• Task goal:
All lines holding the word "layers" should be located in the records and copied.

Start of Material for the task

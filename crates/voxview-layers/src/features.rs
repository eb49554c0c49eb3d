//! Named per-point feature columns for points layers.

/// Ordered mapping from feature name to a per-point value column.
///
/// Column order is the declaration order, which decides which column wins
/// when a conversion can keep only one. Names are unique; inserting an
/// existing name replaces the column in place.
#[derive(Debug, Clone, Default, PartialEq)]
pub struct Features {
    columns: Vec<(String, Vec<f64>)>,
}

impl Features {
    /// Create an empty feature table.
    pub fn new() -> Self {
        Self::default()
    }

    /// Insert a column under a name, replacing any existing column in place.
    pub fn insert(&mut self, name: impl Into<String>, values: Vec<f64>) {
        let name = name.into();
        match self.columns.iter_mut().find(|(existing, _)| *existing == name) {
            Some(column) => column.1 = values,
            None => self.columns.push((name, values)),
        }
    }

    /// Number of feature columns.
    pub fn num_features(&self) -> usize {
        self.columns.len()
    }

    /// Check whether the table has no columns.
    pub fn is_empty(&self) -> bool {
        self.columns.is_empty()
    }

    /// Look up a column by name.
    pub fn column(&self, name: &str) -> Option<&[f64]> {
        self.columns
            .iter()
            .find(|(existing, _)| existing == name)
            .map(|(_, values)| values.as_slice())
    }

    /// Get the first declared column, if any.
    pub fn first_column(&self) -> Option<(&str, &[f64])> {
        self.columns
            .first()
            .map(|(name, values)| (name.as_str(), values.as_slice()))
    }

    /// Iterate over columns in declaration order.
    pub fn iter(&self) -> impl Iterator<Item = (&str, &[f64])> {
        self.columns
            .iter()
            .map(|(name, values)| (name.as_str(), values.as_slice()))
    }

    /// Iterate over column names in declaration order.
    pub fn names(&self) -> impl Iterator<Item = &str> {
        self.columns.iter().map(|(name, _)| name.as_str())
    }
}

impl From<Vec<(String, Vec<f64>)>> for Features {
    fn from(columns: Vec<(String, Vec<f64>)>) -> Self {
        let mut features = Self::new();
        for (name, values) in columns {
            features.insert(name, values);
        }
        features
    }
}

impl From<Vec<(&str, Vec<f64>)>> for Features {
    fn from(columns: Vec<(&str, Vec<f64>)>) -> Self {
        let mut features = Self::new();
        for (name, values) in columns {
            features.insert(name, values);
        }
        features
    }
}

End of Material for the task

• Answer area:
filename crates/voxview-layers/src/features.rs
//! Named per-point feature columns for points layers.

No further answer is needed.